**TASK BRIEF:**
The line containing "use async_trait::async_trait;" marks the end; copy exactly all lines from the start of the material up to and including it.

**GIVEN RECORDS:**
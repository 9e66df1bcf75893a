//! GitLab adapter.

use crate::client::{ApiClient, Auth};
use crate::config::{ProviderSettings, GITLAB_URL};
use crate::error::{ProviderError, Result};
use crate::provider::GitProvider;
use crate::webhook::PayloadShape;

use async_trait::async_trait;
use chrono::{DateTime, Utc};
use repolink_types::{
    DeployKeyPair, DeployKeyRegistration, EventKind, ProviderKind, PullRequest, RepoCoordinates,
    RepositoryDescriptor, WebhookRegistration,
};
use serde::{Deserialize, Serialize};
use std::collections::BTreeSet;
use tracing::info;

const PAGE_SIZE: usize = 100;

/// Maintainer access level.
const MAINTAINER: u32 = 40;
/// Developer access level.
const DEVELOPER: u32 = 30;

const EVENTS: &[(&str, EventKind)] = &[
    ("Push Hook", EventKind::Push),
    ("Merge Request Hook", EventKind::PullRequest),
];

const SHAPE: PayloadShape = PayloadShape {
    git_ref: "ref",
    repo_ssh_url: "project.git_ssh_url",
    pull_request: "object_attributes",
    pr_branch: "object_attributes.source_branch",
    pr_ssh_url: "object_attributes.source.git_ssh_url",
    action: "object_attributes.action",
    native: None,
};

/// GitLab API response types
#[derive(Debug, Deserialize)]
struct GitLabProject {
    id: u64,
    path: String,
    namespace: GitLabNamespace,
    description: Option<String>,
    #[serde(default)]
    visibility: String,
    ssh_url_to_repo: Option<String>,
    http_url_to_repo: Option<String>,
    default_branch: Option<String>,
    #[serde(default)]
    permissions: GitLabPermissions,
    web_url: Option<String>,
}

#[derive(Debug, Deserialize)]
struct GitLabNamespace {
    full_path: String,
}

#[derive(Debug, Default, Deserialize)]
struct GitLabPermissions {
    project_access: Option<GitLabAccess>,
    group_access: Option<GitLabAccess>,
}

#[derive(Debug, Deserialize)]
struct GitLabAccess {
    access_level: u32,
}

impl GitLabPermissions {
    fn access_level(&self) -> u32 {
        let project = self.project_access.as_ref().map_or(0, |a| a.access_level);
        let group = self.group_access.as_ref().map_or(0, |a| a.access_level);
        project.max(group)
    }
}

#[derive(Debug, Deserialize)]
struct GitLabNamed {
    name: String,
}

#[derive(Debug, Deserialize)]
struct GitLabCommit {
    id: String,
}

#[derive(Debug, Deserialize)]
struct GitLabMergeRequest {
    iid: u64,
    title: String,
    state: String,
    web_url: String,
    source_branch: String,
    target_branch: String,
    author: Option<GitLabUser>,
    created_at: Option<DateTime<Utc>>,
    updated_at: Option<DateTime<Utc>>,
}

#[derive(Debug, Deserialize)]
struct GitLabUser {
    username: String,
}

#[derive(Debug, Deserialize)]
struct GitLabHook {
    id: u64,
    url: String,
    created_at: Option<DateTime<Utc>>,
    #[serde(default)]
    push_events: bool,
    #[serde(default)]
    merge_requests_events: bool,
    #[serde(default = "default_true")]
    enable_ssl_verification: bool,
    alert_status: Option<String>,
}

fn default_true() -> bool {
    true
}

#[derive(Debug, Serialize)]
struct CreateHookRequest<'a> {
    url: &'a str,
    token: &'a str,
    push_events: bool,
    merge_requests_events: bool,
    enable_ssl_verification: bool,
}

#[derive(Debug, Deserialize)]
struct GitLabDeployKey {
    id: u64,
    title: String,
    created_at: Option<DateTime<Utc>>,
    #[serde(default)]
    can_push: bool,
}

#[derive(Debug, Serialize)]
struct CreateDeployKeyRequest<'a> {
    title: &'a str,
    key: &'a str,
    can_push: bool,
}

impl From<GitLabHook> for WebhookRegistration {
    fn from(hook: GitLabHook) -> Self {
        let mut events = BTreeSet::new();
        if hook.push_events {
            events.insert("push_events".to_string());
        }
        if hook.merge_requests_events {
            events.insert("merge_requests_events".to_string());
        }

        Self {
            id: hook.id.to_string(),
            // Hooks GitLab auto-disabled after repeated failures.
            active: hook.alert_status.as_deref() != Some("disabled"),
            created_at: hook.created_at,
            url: hook.url,
            insecure: !hook.enable_ssl_verification,
            events,
        }
    }
}

/// URL-encoded `owner/name`, GitLab's path form of a project id.
fn project_id(owner: &str, name: &str) -> String {
    url::form_urlencoded::byte_serialize(format!("{owner}/{name}").as_bytes()).collect()
}

/// Adapter for gitlab.com and self-managed GitLab.
pub struct GitlabProvider {
    client: Option<ApiClient>,
    deploy_key_title: String,
    webhook_secret: Option<String>,
}

impl GitlabProvider {
    /// Create the adapter; it is disabled when no token is configured.
    pub fn new(settings: &ProviderSettings) -> Result<Self> {
        let client = match &settings.gitlab.token {
            Some(token) => {
                let base_url = settings.gitlab.base_url.as_deref().unwrap_or(GITLAB_URL);
                info!(provider = "gitlab", %base_url, "GitLab enabled");
                Some(ApiClient::new(
                    ProviderKind::Gitlab,
                    format!("{}/api/v4", base_url.trim_end_matches('/')),
                    Auth::PrivateToken(token.clone()),
                    "application/json",
                    &settings.http,
                )?)
            }
            None => {
                info!(provider = "gitlab", "GitLab disabled: no GITLAB_PERSONAL_ACCESS_TOKEN set");
                None
            }
        };

        Ok(Self {
            client,
            deploy_key_title: settings.deploy_key_title.clone(),
            webhook_secret: settings.webhook_secret.clone(),
        })
    }

    fn api(&self) -> Result<&ApiClient> {
        self.client
            .as_ref()
            .ok_or(ProviderError::Disabled(ProviderKind::Gitlab))
    }

    async fn names(&self, path: &str) -> Result<Vec<String>> {
        let items: Vec<GitLabNamed> = self.api()?.get_pages(path, "per_page", PAGE_SIZE).await?;
        Ok(items.into_iter().map(|i| i.name).collect())
    }
}

#[async_trait]
impl GitProvider for GitlabProvider {
    fn kind(&self) -> ProviderKind {
        ProviderKind::Gitlab
    }

    fn is_enabled(&self) -> bool {
        self.client.is_some()
    }

    fn deploy_key_title(&self) -> &str {
        &self.deploy_key_title
    }

    fn webhook_secret(&self) -> Option<&str> {
        self.webhook_secret.as_deref()
    }

    fn event_table(&self) -> &'static [(&'static str, EventKind)] {
        EVENTS
    }

    fn payload_shape(&self) -> &PayloadShape {
        &SHAPE
    }

    async fn fetch_repository(&self, repo: &RepoCoordinates) -> Result<RepositoryDescriptor> {
        let id = project_id(&repo.owner, &repo.name);
        let project: GitLabProject = self.api()?.get(&format!("/projects/{id}")).await?;
        let access = project.permissions.access_level();

        Ok(RepositoryDescriptor {
            id: Some(project.id.to_string()),
            owner: project.namespace.full_path,
            name: project.path,
            description: project.description.filter(|d| !d.is_empty()),
            private: project.visibility == "private",
            ssh_url: project.ssh_url_to_repo,
            clone_url: project.http_url_to_repo,
            default_branch: project.default_branch,
            admin: access >= MAINTAINER,
            push: access >= DEVELOPER,
            language: None,
            homepage: project.web_url,
        })
    }

    async fn fetch_repos(&self) -> Result<Vec<String>> {
        let projects: Vec<GitLabProject> = self
            .api()?
            .get_pages("/projects?membership=true&simple=false", "per_page", PAGE_SIZE)
            .await?;
        Ok(projects.into_iter().filter_map(|p| p.ssh_url_to_repo).collect())
    }

    async fn fetch_branches(&self, repo: &RepoCoordinates) -> Result<Vec<String>> {
        let id = project_id(&repo.owner, &repo.name);
        self.names(&format!("/projects/{id}/repository/branches")).await
    }

    async fn fetch_tags(&self, repo: &RepoCoordinates) -> Result<Vec<String>> {
        let id = project_id(&repo.owner, &repo.name);
        self.names(&format!("/projects/{id}/repository/tags")).await
    }

    async fn fetch_commits(&self, repo: &RepoCoordinates) -> Result<Vec<String>> {
        let id = project_id(&repo.owner, &repo.name);
        let commits: Vec<GitLabCommit> = self
            .api()?
            .get(&format!("/projects/{id}/repository/commits?per_page={PAGE_SIZE}"))
            .await?;
        Ok(commits.into_iter().map(|c| c.id).collect())
    }

    async fn fetch_pull_requests(&self, repo: &RepoCoordinates) -> Result<Vec<PullRequest>> {
        let id = project_id(&repo.owner, &repo.name);
        let merge_requests: Vec<GitLabMergeRequest> = self
            .api()?
            .get_pages(
                &format!("/projects/{id}/merge_requests?state=opened"),
                "per_page",
                PAGE_SIZE,
            )
            .await?;

        Ok(merge_requests
            .into_iter()
            .map(|mr| PullRequest {
                number: mr.iid,
                title: mr.title,
                state: mr.state,
                url: mr.web_url,
                source_branch: mr.source_branch,
                target_branch: mr.target_branch,
                author: mr.author.map(|a| a.username),
                ssh_url: None,
                created_at: mr.created_at,
                updated_at: mr.updated_at,
            })
            .collect())
    }

    async fn list_webhooks(&self, owner: &str, repo: &str) -> Result<Vec<WebhookRegistration>> {
        let id = project_id(owner, repo);
        let hooks: Vec<GitLabHook> = self
            .api()?
            .get_pages(&format!("/projects/{id}/hooks"), "per_page", PAGE_SIZE)
            .await?;
        Ok(hooks.into_iter().map(Into::into).collect())
    }

    async fn create_webhook(
        &self,
        owner: &str,
        repo: &str,
        url: &str,
        secret: &str,
    ) -> Result<WebhookRegistration> {
        let id = project_id(owner, repo);
        let request = CreateHookRequest {
            url,
            token: secret,
            push_events: true,
            merge_requests_events: true,
            enable_ssl_verification: true,
        };
        let hook: GitLabHook = self
            .api()?
            .post(&format!("/projects/{id}/hooks"), &request)
            .await?;
        Ok(hook.into())
    }

    async fn remove_webhook(&self, owner: &str, repo: &str, id: &str) -> Result<()> {
        let project = project_id(owner, repo);
        self.api()?
            .delete(&format!("/projects/{project}/hooks/{id}"))
            .await
    }

    async fn register_deploy_key(
        &self,
        owner: &str,
        repo: &str,
        keys: DeployKeyPair,
    ) -> Result<DeployKeyRegistration> {
        let api = self.api()?;
        let id = project_id(owner, repo);
        let request = CreateDeployKeyRequest {
            title: &self.deploy_key_title,
            key: &keys.public_key,
            can_push: false,
        };
        let key: GitLabDeployKey = api
            .post(&format!("/projects/{id}/deploy_keys"), &request)
            .await?;

        Ok(DeployKeyRegistration {
            url: format!("{}/projects/{id}/deploy_keys/{}", api.base_url(), key.id),
            id: key.id.to_string(),
            title: key.title,
            verified: true,
            created_at: key.created_at,
            read_only: !key.can_push,
            keys,
        })
    }

    async fn remove_deploy_key(&self, owner: &str, repo: &str, id: &str) -> Result<()> {
        let project = project_id(owner, repo);
        self.api()?
            .delete(&format!("/projects/{project}/deploy_keys/{id}"))
            .await
    }
}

**SOLUTION FOR THIS TASK:**
repository 9e66df1bcf75893a
//! GitLab adapter.

use crate::client::{ApiClient, Auth};
use crate::config::{ProviderSettings, GITLAB_URL};
use crate::error::{ProviderError, Result};
use crate::provider::GitProvider;
use crate::webhook::PayloadShape;

use async_trait::async_trait;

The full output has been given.